#### PROVIDED MATERIAL ####

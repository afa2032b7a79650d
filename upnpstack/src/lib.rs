//! # upnpstack
//!
//! UPnP device host and control point.
//!
//! - [`ssdp`] : découverte multicast (annonces, recherches, réponses)
//! - [`devices`] / [`services`] : modèle des devices et services, hébergés ou découverts
//! - [`soap`] : enveloppes de contrôle
//! - [`gena`] : abonnements et notifications d'événements
//! - [`control_point`] : registre des USN, ordonnanceur et routage HTTP
//!
//! ## Example
//!
//! ```no_run
//! use std::sync::Arc;
//! use std::time::Duration;
//!
//! use upnpstack::control_point::{ControlPoint, ControlPointSettings};
//! use upnpstack::hooks::HookBus;
//! use upnpstack::http::UreqHttpClient;
//! use upnpstack::ssdp::UdpTransport;
//!
//! let transport = Arc::new(UdpTransport::new(false)?);
//! let http = Arc::new(UreqHttpClient::new(Duration::from_secs(10)));
//! let cp = ControlPoint::new(ControlPointSettings::default(), transport, http, HookBus::new())?;
//! cp.start()?;
//! # Ok::<(), anyhow::Error>(())
//! ```

pub mod config_ext;
pub mod control_point;
pub mod devices;
pub mod gena;
pub mod hooks;
pub mod http;
pub mod identifier;
pub mod services;
pub mod soap;
pub mod ssdp;
pub mod tasks;
pub mod value_ranges;
pub mod variable_types;
pub(crate) mod xml;

pub use crate::config_ext::UpnpStackConfigExt;
pub use crate::control_point::{ControlPoint, ControlPointError, ControlPointSettings};
pub use crate::identifier::{Identifier, get_identifier};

####

PROBLEM TO WORK ON
Extract every line from the one containing "pub use crate::config_ext::UpnpStackConfigExt;" to the end of the entries, including both of those lines, exactly as given and with nothing added.

RESULT OF THIS TASK
pub use crate::config_ext::UpnpStackConfigExt;
pub use crate::control_point::{ControlPoint, ControlPointError, ControlPointSettings};
pub use crate::identifier::{Identifier, get_identifier};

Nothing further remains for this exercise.